Limitations and future directions
Due to the limitations of this study, these results are suggestive rather than conclusive. First, we extracted the study sample from older adults in one province. Although this has little impact on the study results, it will affect the generalization of the findings. Future studies could expand the sample group to make the results more representative and widespread. Second, this study used a cross-sectional design to collect data and establish the link between physical exercise, self-care ability, and spiritual well-being. Statistical mediation analysis provides a detailed examination of the potential links between the variables being evaluated, while causality is unreliable [67]. Therefore, future studies should use a longitudinal research design to investigate the relationship between variables.
Conclusion
This study aimed to understand the relationship between physical exercise and spiritual well-being and the mediating role of self-care ability. The results of this study showed that physical exercise has a positive effect on the spiritual well-being and self-care ability of the elderly and influences the spiritual well-being index through the mediating effect of self-care ability.

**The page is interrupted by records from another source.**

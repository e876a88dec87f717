//! Particle representation of the secondary layer.
//!
//! Particles live in a fixed-capacity arena. They are created by paint,
//! advanced by SPH, and rasterized into the secondary layer's grid fields so
//! everything downstream treats them like the grid film.
//!
//! Lifecycle: spawned, active, then absorbed (boundary, conservation) or
//! evicted (capacity).
//!
//! # Example
//!
//! ```ignore
//! let mut system = ParticleSystem::new(&config.sph, 256, 256);
//! system.seed(Vec2::new(128.0, 128.0), 12.0, Vec3::ONE, 1.0, &config.sph);
//! system.couple(primary_velocity, props, dt, &config.sph, &CouplingParams::from(&config.secondary));
//! system.step(dt, &config.sph);
//! system.rasterize(&mut layer, primary_velocity, config.secondary.min_thickness, &config.raster);
//! ```

pub mod hash;
pub mod raster;
pub mod sph;

use glam::{Vec2, Vec3};

use crate::config::{CapacityPolicy, RasterConfig, SphConfig};
use crate::conservation::{ConservationConfig, Damping};
use crate::error::FluidError;
use crate::field::{clamp_unit, finite_vec2, FieldView};
use crate::layer::coupling::{coupling_factor, CouplingParams};
use crate::layer::Layer;

pub use hash::SpatialHash;
pub use sph::Kernels;

/// Amount below which a damped particle is absorbed.
pub const MIN_AMOUNT: f32 = 0.02;

const MAX_SUBSTEP: f32 = 1.0 / 120.0;
const MAX_SUBSTEPS: u32 = 8;
const MAX_SEED: usize = 4096;

/// One SPH particle. Positions are in cells, velocities in cells per second.
#[derive(Clone, Copy, Debug, PartialEq)]
pub struct Particle {
    pub position: Vec2,
    pub velocity: Vec2,
    pub density: f32,
    pub pressure: f32,
    /// Straight tint carried into the rasterized film.
    pub color: Vec3,
    /// Share of a full particle's thickness, `(0, 1]`. Conservation damping lowers it.
    pub amount: f32,
    /// Spawn order; lower is older.
    pub birth: u64,
}

impl Particle {
    pub fn new(position: Vec2, velocity: Vec2, color: Vec3, amount: f32, birth: u64) -> Self {
        Self {
            position,
            velocity,
            density: 0.0,
            pressure: 0.0,
            color,
            amount: clamp_unit(amount),
            birth,
        }
    }
}

/// Fixed-capacity particle arena plus its neighbour index.
#[derive(Clone, Debug)]
pub struct ParticleSystem {
    particles: Vec<Particle>,
    capacity: usize,
    next_birth: u64,
    bounds: Vec2,
    kernels: Kernels,
    hash: SpatialHash,
    accelerations: Vec<Vec2>,
}

impl ParticleSystem {
    /// Empty arena over a `width × height` cell domain.
    pub fn new(config: &SphConfig, width: usize, height: usize) -> Self {
        let kernels = Kernels::new(config.smoothing_radius);
        Self {
            particles: Vec::with_capacity(config.capacity.min(1 << 16)),
            capacity: config.capacity,
            next_birth: 0,
            bounds: Vec2::new(width as f32, height as f32),
            kernels,
            hash: SpatialHash::new(kernels.h, width, height),
            accelerations: Vec::new(),
        }
    }

    pub fn particles(&self) -> &[Particle] {
        &self.particles
    }

    pub fn len(&self) -> usize {
        self.particles.len()
    }

    pub fn is_empty(&self) -> bool {
        self.particles.is_empty()
    }

    pub fn capacity(&self) -> usize {
        self.capacity
    }

    pub fn kernels(&self) -> &Kernels {
        &self.kernels
    }

    /// Remove every particle.
    pub fn clear(&mut self) {
        self.particles.clear();
    }

    /// A copy over a new domain, with particles at the same relative place.
    ///
    /// `self` is untouched; a neighbour table that cannot be allocated is an error.
    pub fn resized(&self, width: usize, height: usize) -> Result<Self, FluidError> {
        let hash = SpatialHash::try_new(self.kernels.h, width, height)?;
        let bounds = Vec2::new(width as f32, height as f32);
        let scale = bounds / self.bounds.max(Vec2::ONE);
        let particles = self
            .particles
            .iter()
            .map(|p| Particle {
                position: p.position * scale,
                velocity: p.velocity * scale,
                ..*p
            })
            .collect();
        Ok(Self {
            particles,
            capacity: self.capacity,
            next_birth: self.next_birth,
            bounds,
            kernels: self.kernels,
            hash,
            accelerations: Vec::new(),
        })
    }

    /// Add one particle. Returns `false` if it was rejected.
    pub fn spawn(&mut self, position: Vec2, velocity: Vec2, color: Vec3, amount: f32, policy: CapacityPolicy) -> bool {
        if !position.is_finite() || !(amount > 0.0) || self.capacity == 0 {
            return false;
        }
        let particle = Particle::new(position, velocity, color, amount, self.next_birth);
        if self.particles.len() < self.capacity {
            self.particles.push(particle);
        } else {
            match policy {
                CapacityPolicy::Reject => return false,
                CapacityPolicy::EvictOldest => {
                    let oldest = self
                        .particles
                        .iter()
                        .enumerate()
                        .min_by_key(|(_, p)| p.birth)
                        .map(|(i, _)| i);
                    match oldest {
                        Some(i) => self.particles[i] = particle,
                        None => return false,
                    }
                }
            }
        }
        self.next_birth += 1;
        true
    }

    /// Fill a disc with particles on a golden-angle spiral. Returns how many were placed.
    pub fn seed(&mut self, center: Vec2, radius: f32, color: Vec3, amount: f32, config: &SphConfig) -> usize {
        if !center.is_finite() || !(radius > 0.0) || !radius.is_finite() {
            return 0;
        }
        let spacing = self.kernels.h * config.spawn_spacing;
        let area = std::f32::consts::PI * radius * radius;
        let count = ((area / (spacing * spacing)).round() as usize).clamp(1, MAX_SEED);

        let full = self.particles.len() >= self.capacity;
        let mut placed = 0;
        for i in 0..count {
            let position = sph::spiral_point(center, radius, i, count).clamp(Vec2::ZERO, self.max_position());
            if self.spawn(position, Vec2::ZERO, color, amount, config.capacity_policy) {
                placed += 1;
            }
        }
        if full || self.particles.len() >= self.capacity {
            match config.capacity_policy {
                CapacityPolicy::Reject => {
                    log::warn!("particle arena full ({}); rejected {} of {}", self.capacity, count - placed, count)
                }
                CapacityPolicy::EvictOldest => {
                    log::warn!("particle arena full ({}); evicting oldest particles", self.capacity)
                }
            }
        }
        placed
    }

    fn max_position(&self) -> Vec2 {
        (self.bounds - Vec2::ONE).max(Vec2::ZERO)
    }

    fn rebuild_hash(&mut self) {
        self.hash.build(self.particles.iter().map(|p| p.position));
    }

    /// Blend particle velocities toward the carrier, as the grid film does.
    ///
    /// Local thickness is `density / rest_density`; coupling strength is
    /// sampled from the property field. Particles thinner than
    /// `min_thickness` take the carrier velocity outright.
    pub fn couple(&mut self, primary: FieldView<'_>, props: FieldView<'_>, dt: f32, config: &SphConfig, params: &CouplingParams) {
        if primary.is_empty() {
            return;
        }
        for p in &mut self.particles {
            let pv = primary.sample_vec2(p.position.x, p.position.y);
            let thickness = p.density / config.rest_density;
            if !(thickness >= params.min_thickness) {
                p.velocity = finite_vec2(pv);
                continue;
            }
            let factor = coupling_factor(props.bilinear(p.position.x, p.position.y, 0), thickness, dt, params);
            let v = p.velocity + (pv - p.velocity) * factor;
            p.velocity = if v.is_finite() { v } else { Vec2::ZERO };
        }
    }

    /// Advance SPH by `dt`, split into substeps.
    pub fn step(&mut self, dt: f32, config: &SphConfig) {
        if self.particles.is_empty() || !(dt > 0.0) {
            return;
        }
        let substeps = ((dt / MAX_SUBSTEP).ceil() as u32).clamp(1, MAX_SUBSTEPS);
        let h = dt / substeps as f32;
        let center = self.bounds * 0.5;
        let bounds = self.bounds;

        for _ in 0..substeps {
            self.rebuild_hash();
            sph::compute_density(&mut self.particles, &self.hash, &self.kernels, config);
            sph::compute_accelerations(
                &self.particles,
                &self.hash,
                &self.kernels,
                config,
                center,
                &mut self.accelerations,
            );
            let accelerations = &self.accelerations;
            let mut i = 0;
            self.particles.retain_mut(|p| {
                let keep = sph::integrate(p, accelerations[i], h, config, bounds);
                i += 1;
                keep
            });
        }
    }

    /// Scale particle amounts by the conservation gate and absorb depleted ones.
    ///
    /// `thickness` is the rasterized film used for the local gate.
    pub fn damp(&mut self, damping: &Damping, config: &ConservationConfig, thickness: FieldView<'_>) {
        if !(damping.strength > 0.0) {
            return;
        }
        let channel = thickness.channels().saturating_sub(1);
        self.particles.retain_mut(|p| {
            let local = if thickness.is_empty() {
                0.0
            } else {
                thickness.bilinear(p.position.x, p.position.y, channel)
            };
            p.amount *= damping.factor(local, config).clamp(0.0, 1.0);
            p.amount >= MIN_AMOUNT
        });
    }

    /// Gather particles into `layer`'s thickness, tint and velocity fields.
    ///
    /// Cells left thinner than `min_thickness` move with `primary`.
    pub fn rasterize(&mut self, layer: &mut Layer, primary: FieldView<'_>, min_thickness: f32, config: &RasterConfig) {
        self.rebuild_hash();
        raster::rasterize(&self.particles, &self.hash, self.kernels.h, config, primary, min_thickness, layer);
    }
}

Physical exercise is an active way of activity, which is conducive to the physical and spiritual health and well-being of the elderly under the advocacy of “active aging”. In response to the national advocacy of “active aging”, it is important to find sources of meaning for older adults to improve their sense of meaning to promote successful aging in the future.
Acknowledgments
We thank all the researchers on the team and all the older adults in the Liaoning Province area who volunteered to participate in the survey for their efforts in this project.